(Collected data)
use std::fmt;

use serde::Serialize;

/// Named additive components of the reward signal.
#[derive(Copy, Clone, Debug, PartialEq, Eq, Hash, Serialize)]
#[serde(rename_all = "snake_case")]
pub enum ShapingTerm {
    Speed,
    Facing,
    Distance,
    Impact,
    InputSmoothness,
    Survival,
    Height,
    Tilt,
    Fall,
    Collision,
    Goal,
}

impl ShapingTerm {
    pub const COUNT: usize = 11;

    pub const ALL: [Self; Self::COUNT] = [
        Self::Speed,
        Self::Facing,
        Self::Distance,
        Self::Impact,
        Self::InputSmoothness,
        Self::Survival,
        Self::Height,
        Self::Tilt,
        Self::Fall,
        Self::Collision,
        Self::Goal,
    ];

    #[must_use]
    pub const fn name(self) -> &'static str {
        match self {
            Self::Speed => "speed",
            Self::Facing => "facing",
            Self::Distance => "distance",
            Self::Impact => "impact",
            Self::InputSmoothness => "input_smoothness",
            Self::Survival => "survival",
            Self::Height => "height",
            Self::Tilt => "tilt",
            Self::Fall => "fall",
            Self::Collision => "collision",
            Self::Goal => "goal",
        }
    }

    const fn index(self) -> usize {
        self as usize
    }
}

impl fmt::Display for ShapingTerm {
    fn fmt(&self, f: &mut fmt::Formatter<'_>) -> fmt::Result {
        f.write_str(self.name())
    }
}

/// Per-episode reward, kept both as a running total and per term.
#[derive(Clone, Debug, Default, PartialEq)]
pub struct RewardLedger {
    terms: [f32; ShapingTerm::COUNT],
    total: f32,
}

impl RewardLedger {
    pub fn add(&mut self, term: ShapingTerm, value: f32) {
        self.terms[term.index()] += value;
        self.total += value;
    }

    #[must_use]
    pub fn total(&self) -> f32 {
        self.total
    }

    #[must_use]
    pub fn term(&self, term: ShapingTerm) -> f32 {
        self.terms[term.index()]
    }

    /// Terms that received any reward, in declaration order.
    pub fn iter(&self) -> impl Iterator<Item = (ShapingTerm, f32)> + '_ {
        ShapingTerm::ALL
            .into_iter()
            .map(|term| (term, self.term(term)))
            .filter(|(_, value)| *value != 0.0)
    }
}
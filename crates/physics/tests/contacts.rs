use physics::{BodyState, Collider, ContactPhase, ForceMode, PhysicsSim, PhysicsWorld, Vec3};

#[test]
fn landing_raises_begin_then_stay() {
    let mut sim = PhysicsSim::new_single_sphere(0.6);
    let floor = sim.add_plane(Vec3::Y, 0.0);

    let mut phases = Vec::new();
    for _ in 0..30 {
        sim.step(0.02);
        phases.extend(sim.drain_contacts().into_iter().map(|e| (e.other, e.phase)));
    }

    assert_eq!(phases.first(), Some(&(Collider::Plane(floor), ContactPhase::Begin)));
    assert_eq!(
        phases.iter().filter(|(_, phase)| *phase == ContactPhase::Begin).count(),
        1
    );
    assert!(phases.iter().any(|(_, phase)| *phase == ContactPhase::Stay));
}

#[test]
fn teleport_forgets_tracked_contacts() {
    let mut sim = PhysicsSim::new_single_sphere(0.45);
    sim.add_plane(Vec3::Y, 0.0);
    sim.step(0.02);
    assert!(!sim.drain_contacts().is_empty());

    sim.set_body_state(
        0,
        BodyState {
            linear_velocity: Vec3::new(0.0, 20.0, 0.0),
            ..sim.body(0).unwrap()
        },
    )
    .unwrap();
    sim.step(0.02);
    let events = sim.drain_contacts();
    // teleport clears tracked contacts, so leaving cannot report an end
    assert!(events.iter().all(|e| e.phase != ContactPhase::Stay));
}

#[test]
fn contact_normal_points_away_from_floor() {
    let mut sim = PhysicsSim::new_single_sphere(0.45);
    sim.add_plane(Vec3::Y, 0.0);
    sim.step(0.02);
    let event = sim.drain_contacts().into_iter().next().unwrap();
    assert!((event.normal - Vec3::Y).length() < 1e-6);
    assert!(event.point.y.abs() < 1e-5);
}

#[test]
fn sphere_pair_reports_both_sides() {
    let mut sim = PhysicsSim::new();
    sim.params.gravity = Vec3::ZERO;
    sim.add_sphere(Vec3::ZERO, Vec3::X, 0.5);
    sim.add_sphere(Vec3::new(1.05, 0.0, 0.0), Vec3::ZERO, 0.5);
    sim.step(0.1);
    let events = sim.drain_contacts();
    assert!(events.iter().any(|e| e.body == 0 && e.other == Collider::Body(1)));
    assert!(events.iter().any(|e| e.body == 1 && e.other == Collider::Body(0)));
}

#[test]
fn drain_empties_the_queue() {
    let mut sim = PhysicsSim::new_single_sphere(0.45);
    sim.add_plane(Vec3::Y, 0.0);
    sim.step(0.02);
    assert!(!sim.drain_contacts().is_empty());
    assert!(sim.drain_contacts().is_empty());
}

#[test]
fn jumping_off_the_floor_raises_end() {
    let mut sim = PhysicsSim::new_single_sphere(0.45);
    let floor = sim.add_plane(Vec3::Y, 0.0);
    sim.step(0.02);
    sim.drain_contacts();

    sim.apply_force(0, Vec3::new(0.0, 20.0, 0.0), ForceMode::VelocityChange).unwrap();
    sim.step(0.02);
    let events = sim.drain_contacts();
    assert_eq!(events.len(), 1);
    assert_eq!(events[0].phase, ContactPhase::End);
    assert_eq!(events[0].other, Collider::Plane(floor));
}
//! Ray-fan distance sensor.
//!
//! A fan is one ray along the body's forward axis plus `side_rays` rays
//! spread evenly around it, each tilted `splay_degrees` away from forward.

use physics::{PhysicsWorld, Quat, Vec3};

#[derive(Copy, Clone, Debug, PartialEq)]
pub struct RayFan {
    pub side_rays: usize,
    pub splay_degrees: f32,
    pub max_distance: f32,
}

impl RayFan {
    #[must_use]
    pub fn ray_count(&self) -> usize {
        self.side_rays + 1
    }

    /// Ray directions in the body's local frame, forward ray first.
    #[must_use]
    pub fn local_directions(&self) -> Vec<Vec3> {
        let splay = self.splay_degrees.to_radians();
        let (sin_s, cos_s) = splay.sin_cos();
        let mut directions = Vec::with_capacity(self.ray_count());
        directions.push(Vec3::Z);
        for k in 1..=self.side_rays {
            let a = k as f32 * std::f32::consts::TAU / self.side_rays as f32;
            let (sin_a, cos_a) = a.sin_cos();
            directions.push(Vec3::new(sin_a * sin_s, cos_a * sin_s, cos_s));
        }
        directions
    }

    /// Distance readings from `origin`, one per ray, each in `[0, max_distance]`.
    pub fn sense(&self, world: &dyn PhysicsWorld, origin: Vec3, rotation: Quat) -> Vec<f32> {
        self.local_directions()
            .into_iter()
            .map(|local| {
                world
                    .raycast(origin, rotation * local, self.max_distance)
                    .map_or(self.max_distance, |hit| hit.distance.clamp(0.0, self.max_distance))
            })
            .collect()
    }
}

### [What needs to be done]
Nothing should be left out: repeat all of the data exactly.

### [Solution to this problem]
use std::fmt;

use serde::Serialize;

/// Named additive components of the reward signal.
#[derive(Copy, Clone, Debug, PartialEq, Eq, Hash, Serialize)]
#[serde(rename_all = "snake_case")]
pub enum ShapingTerm {
    Speed,
    Facing,
    Distance,
    Impact,
    InputSmoothness,
    Survival,
    Height,
    Tilt,
    Fall,
    Collision,
    Goal,
}

impl ShapingTerm {
    pub const COUNT: usize = 11;

    pub const ALL: [Self; Self::COUNT] = [
        Self::Speed,
        Self::Facing,
        Self::Distance,
        Self::Impact,
        Self::InputSmoothness,
        Self::Survival,
        Self::Height,
        Self::Tilt,
        Self::Fall,
        Self::Collision,
        Self::Goal,
    ];

    #[must_use]
    pub const fn name(self) -> &'static str {
        match self {
            Self::Speed => "speed",
            Self::Facing => "facing",
            Self::Distance => "distance",
            Self::Impact => "impact",
            Self::InputSmoothness => "input_smoothness",
            Self::Survival => "survival",
            Self::Height => "height",
            Self::Tilt => "tilt",
            Self::Fall => "fall",
            Self::Collision => "collision",
            Self::Goal => "goal",
        }
    }

    const fn index(self) -> usize {
        self as usize
    }
}

impl fmt::Display for ShapingTerm {
    fn fmt(&self, f: &mut fmt::Formatter<'_>) -> fmt::Result {
        f.write_str(self.name())
    }
}

/// Per-episode reward, kept both as a running total and per term.
#[derive(Clone, Debug, Default, PartialEq)]
pub struct RewardLedger {
    terms: [f32; ShapingTerm::COUNT],
    total: f32,
}

impl RewardLedger {
    pub fn add(&mut self, term: ShapingTerm, value: f32) {
        self.terms[term.index()] += value;
        self.total += value;
    }

    #[must_use]
    pub fn total(&self) -> f32 {
        self.total
    }

    #[must_use]
    pub fn term(&self, term: ShapingTerm) -> f32 {
        self.terms[term.index()]
    }

    /// Terms that received any reward, in declaration order.
    pub fn iter(&self) -> impl Iterator<Item = (ShapingTerm, f32)> + '_ {
        ShapingTerm::ALL
            .into_iter()
            .map(|term| (term, self.term(term)))
            .filter(|(_, value)| *value != 0.0)
    }
}
filename crates/physics/tests/contacts.rs
use physics::{BodyState, Collider, ContactPhase, ForceMode, PhysicsSim, PhysicsWorld, Vec3};

#[test]
fn landing_raises_begin_then_stay() {
    let mut sim = PhysicsSim::new_single_sphere(0.6);
    let floor = sim.add_plane(Vec3::Y, 0.0);

    let mut phases = Vec::new();
    for _ in 0..30 {
        sim.step(0.02);
        phases.extend(sim.drain_contacts().into_iter().map(|e| (e.other, e.phase)));
    }

    assert_eq!(phases.first(), Some(&(Collider::Plane(floor), ContactPhase::Begin)));
    assert_eq!(
        phases.iter().filter(|(_, phase)| *phase == ContactPhase::Begin).count(),
        1
    );
    assert!(phases.iter().any(|(_, phase)| *phase == ContactPhase::Stay));
}

#[test]
fn teleport_forgets_tracked_contacts() {
    let mut sim = PhysicsSim::new_single_sphere(0.45);
    sim.add_plane(Vec3::Y, 0.0);
    sim.step(0.02);
    assert!(!sim.drain_contacts().is_empty());

    sim.set_body_state(
        0,
        BodyState {
            linear_velocity: Vec3::new(0.0, 20.0, 0.0),
            ..sim.body(0).unwrap()
        },
    )
    .unwrap();
    sim.step(0.02);
    let events = sim.drain_contacts();
    // teleport clears tracked contacts, so leaving cannot report an end
    assert!(events.iter().all(|e| e.phase != ContactPhase::Stay));
}

#[test]
fn contact_normal_points_away_from_floor() {
    let mut sim = PhysicsSim::new_single_sphere(0.45);
    sim.add_plane(Vec3::Y, 0.0);
    sim.step(0.02);
    let event = sim.drain_contacts().into_iter().next().unwrap();
    assert!((event.normal - Vec3::Y).length() < 1e-6);
    assert!(event.point.y.abs() < 1e-5);
}

#[test]
fn sphere_pair_reports_both_sides() {
    let mut sim = PhysicsSim::new();
    sim.params.gravity = Vec3::ZERO;
    sim.add_sphere(Vec3::ZERO, Vec3::X, 0.5);
    sim.add_sphere(Vec3::new(1.05, 0.0, 0.0), Vec3::ZERO, 0.5);
    sim.step(0.1);
    let events = sim.drain_contacts();
    assert!(events.iter().any(|e| e.body == 0 && e.other == Collider::Body(1)));
    assert!(events.iter().any(|e| e.body == 1 && e.other == Collider::Body(0)));
}

#[test]
fn drain_empties_the_queue() {
    let mut sim = PhysicsSim::new_single_sphere(0.45);
    sim.add_plane(Vec3::Y, 0.0);
    sim.step(0.02);
    assert!(!sim.drain_contacts().is_empty());
    assert!(sim.drain_contacts().is_empty());
}

#[test]
fn jumping_off_the_floor_raises_end() {
    let mut sim = PhysicsSim::new_single_sphere(0.45);
    let floor = sim.add_plane(Vec3::Y, 0.0);
    sim.step(0.02);
    sim.drain_contacts();

    sim.apply_force(0, Vec3::new(0.0, 20.0, 0.0), ForceMode::VelocityChange).unwrap();
    sim.step(0.02);
    let events = sim.drain_contacts();
    assert_eq!(events.len(), 1);
    assert_eq!(events[0].phase, ContactPhase::End);
    assert_eq!(events[0].other, Collider::Plane(floor));
}
//! Ray-fan distance sensor.
//!
//! A fan is one ray along the body's forward axis plus `side_rays` rays
//! spread evenly around it, each tilted `splay_degrees` away from forward.

use physics::{PhysicsWorld, Quat, Vec3};

#[derive(Copy, Clone, Debug, PartialEq)]
pub struct RayFan {
    pub side_rays: usize,
    pub splay_degrees: f32,
    pub max_distance: f32,
}

impl RayFan {
    #[must_use]
    pub fn ray_count(&self) -> usize {
        self.side_rays + 1
    }

    /// Ray directions in the body's local frame, forward ray first.
    #[must_use]
    pub fn local_directions(&self) -> Vec<Vec3> {
        let splay = self.splay_degrees.to_radians();
        let (sin_s, cos_s) = splay.sin_cos();
        let mut directions = Vec::with_capacity(self.ray_count());
        directions.push(Vec3::Z);
        for k in 1..=self.side_rays {
            let a = k as f32 * std::f32::consts::TAU / self.side_rays as f32;
            let (sin_a, cos_a) = a.sin_cos();
            directions.push(Vec3::new(sin_a * sin_s, cos_a * sin_s, cos_s));
        }
        directions
    }

    /// Distance readings from `origin`, one per ray, each in `[0, max_distance]`.
    pub fn sense(&self, world: &dyn PhysicsWorld, origin: Vec3, rotation: Quat) -> Vec<f32> {
        self.local_directions()
            .into_iter()
            .map(|local| {
                world
                    .raycast(origin, rotation * local, self.max_distance)
                    .map_or(self.max_distance, |hit| hit.distance.clamp(0.0, self.max_distance))
            })
            .collect()
    }
}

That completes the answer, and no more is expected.